Die Ansage ist klar. „Wir möchten am liebsten diese Regierung anführen“, sagt die Grünen-Politikerin, die gerade den starken Mann ausgebootet hat, der jahrelang das Landwirtschafts- und Umweltministerium in Schleswig-Holstein geführt hat und dabei für Atomfragen und Digitalisierung zuständig war. Den Mann, dem es einige Menschen im Land eher als ihr zugetraut hätten, die Grünen an die Spitze der Regierung zu führen. Doch am Ende bestätigt die Partei, die Entscheidung der starken Frau an der Spitze.

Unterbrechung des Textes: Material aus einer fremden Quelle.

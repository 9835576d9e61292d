//! Background execution of a run for interactive front-ends.
//!
//! A window or other event loop must stay responsive while files are moved,
//! so the whole run is handed to a worker thread. The organizer itself stays
//! synchronous on that thread; the front-end learns about completion through
//! exactly one [`RunCompletion`] message, which it can poll from its own loop
//! or block on.

use crate::file_organizer::OrganizeError;
use crate::run::{OrganizerRun, RunReport};
use std::sync::mpsc::{self, Receiver, TryRecvError};
use std::thread::{self, JoinHandle};
use tracing::{error, info};

/// The single message a worker sends when its run ends.
pub type RunCompletion = Result<RunReport, OrganizeError>;

/// Status line a front-end can show while a worker is alive.
#[derive(Debug, Clone, Copy, PartialEq, Eq)]
pub enum WorkerStatus {
    Running,
    Completed,
    Failed,
}

impl WorkerStatus {
    pub fn label(&self) -> &'static str {
        match self {
            WorkerStatus::Running => "Organizing...",
            WorkerStatus::Completed => "Completed.",
            WorkerStatus::Failed => "Error",
        }
    }
}

/// Handle to a run executing on a background thread.
pub struct RunWorker {
    status: WorkerStatus,
    receiver: Receiver<RunCompletion>,
    handle: Option<JoinHandle<()>>,
}

impl RunWorker {
    /// Starts `run` on a new thread.
    pub fn spawn(run: OrganizerRun) -> Self {
        let (sender, receiver) = mpsc::channel();
        let handle = thread::spawn(move || {
            info!(
                source = %run.source_dir().display(),
                target = %run.target_dir().display(),
                mode = run.mode().name(),
                "worker started"
            );
            let completion = run.execute();
            if let Err(e) = &completion {
                error!(error = %e, "worker run failed");
            }
            // The front-end may have gone away; nothing left to notify.
            let _ = sender.send(completion);
        });

        Self {
            status: WorkerStatus::Running,
            receiver,
            handle: Some(handle),
        }
    }

    /// Starts `run` and calls `on_complete` from the worker thread when done.
    pub fn spawn_with_callback<F>(run: OrganizerRun, on_complete: F) -> JoinHandle<()>
    where
        F: FnOnce(RunCompletion) + Send + 'static,
    {
        thread::spawn(move || on_complete(run.execute()))
    }

    pub fn status(&self) -> WorkerStatus {
        self.status
    }

    /// Checks for completion without blocking.
    ///
    /// Returns the completion once; later calls return `None` and
    /// [`status`](Self::status) keeps reporting the final state.
    pub fn poll(&mut self) -> Option<RunCompletion> {
        match self.receiver.try_recv() {
            Ok(completion) => Some(self.finish(completion)),
            Err(TryRecvError::Empty) => None,
            Err(TryRecvError::Disconnected) => {
                if self.status == WorkerStatus::Running {
                    self.status = WorkerStatus::Failed;
                }
                None
            }
        }
    }

    /// Blocks until the run ends.
    ///
    /// Returns `None` if the worker thread panicked or the completion was
    /// already taken by [`poll`](Self::poll).
    pub fn wait(mut self) -> Option<RunCompletion> {
        let received = self.receiver.recv().ok();
        if let Some(handle) = self.handle.take() {
            let _ = handle.join();
        }
        received.map(|completion| self.finish(completion))
    }

    fn finish(&mut self, completion: RunCompletion) -> RunCompletion {
        self.status = match &completion {
            Ok(report) if report.is_clean() => WorkerStatus::Completed,
            _ => WorkerStatus::Failed,
        };
        completion
    }
}
//! Contact-form web service.
//!
//! Environment: `CONTACTS_DB` (SQLite file), `BIND_ADDR`, `STATIC_DIR`,
//! `RUST_LOG`.

use sortdir::contacts::{RetryPolicy, ServerConfig, connect_with_retry, router};
use std::process::ExitCode;
use tracing::{error, info};
use tracing_subscriber::EnvFilter;

#[tokio::main]
async fn main() -> ExitCode {
    let filter = EnvFilter::try_from_default_env().unwrap_or_else(|_| EnvFilter::new("info"));
    tracing_subscriber::fmt()
        .with_env_filter(filter)
        .with_target(false)
        .init();

    let config = ServerConfig::from_env();

    let store = match connect_with_retry(&config.db_path, RetryPolicy::default()).await {
        Ok(store) => store,
        Err(e) => {
            error!(error = %e, "giving up on database");
            return ExitCode::FAILURE;
        }
    };

    let listener = match tokio::net::TcpListener::bind(&config.bind_addr).await {
        Ok(listener) => listener,
        Err(e) => {
            error!(addr = %config.bind_addr, error = %e, "failed to bind");
            return ExitCode::FAILURE;
        }
    };

    info!(addr = %config.bind_addr, db = %config.db_path.display(), "contact server listening");
    if let Err(e) = axum::serve(listener, router(store, config.static_dir)).await {
        error!(error = %e, "server error");
        return ExitCode::FAILURE;
    }
    ExitCode::SUCCESS
}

Tun wir einen Moment so als wäre hier nicht von Annalena Baerbock und Robert Habeck die Rede. Denn faktisch zeigen auch die Parteien im Norden, dass starke Frauen an der Spitze über die Spitzenkandidaturen entscheiden – sowohl bei der SPD als auch bei den Grünen. Gerade bei Parteien, die sehr auf Basisdemokratie setzen, ist das ein erstaunlicher Trend.

Heinold und Midyatli treffen Entscheidungen

Grünen-Chef Steffen Regis und seine Co-Vorsitzende Ann-Kathrin Tranziska führen viele Gespräche mit den Spitzen von Partei und Fraktion, in die auch Monika Heinold und Umweltminister Jan Philipp Albrecht einbezogen sind, sagt der Parteichef. „Vermutlich werden wir in der ersten Novemberwoche einen Vorschlag für die Listenplätze 1 und 2 machen“, erklärt Regis. Es werde also eine Doppelspitze geben, aber: „Wir werden klar benennen, wer SpitzenkandidatIn wird.“ Formal entscheidet darüber ein Parteitag im Dezember, auf dem auch die übrigen Listenplätze vergeben werden.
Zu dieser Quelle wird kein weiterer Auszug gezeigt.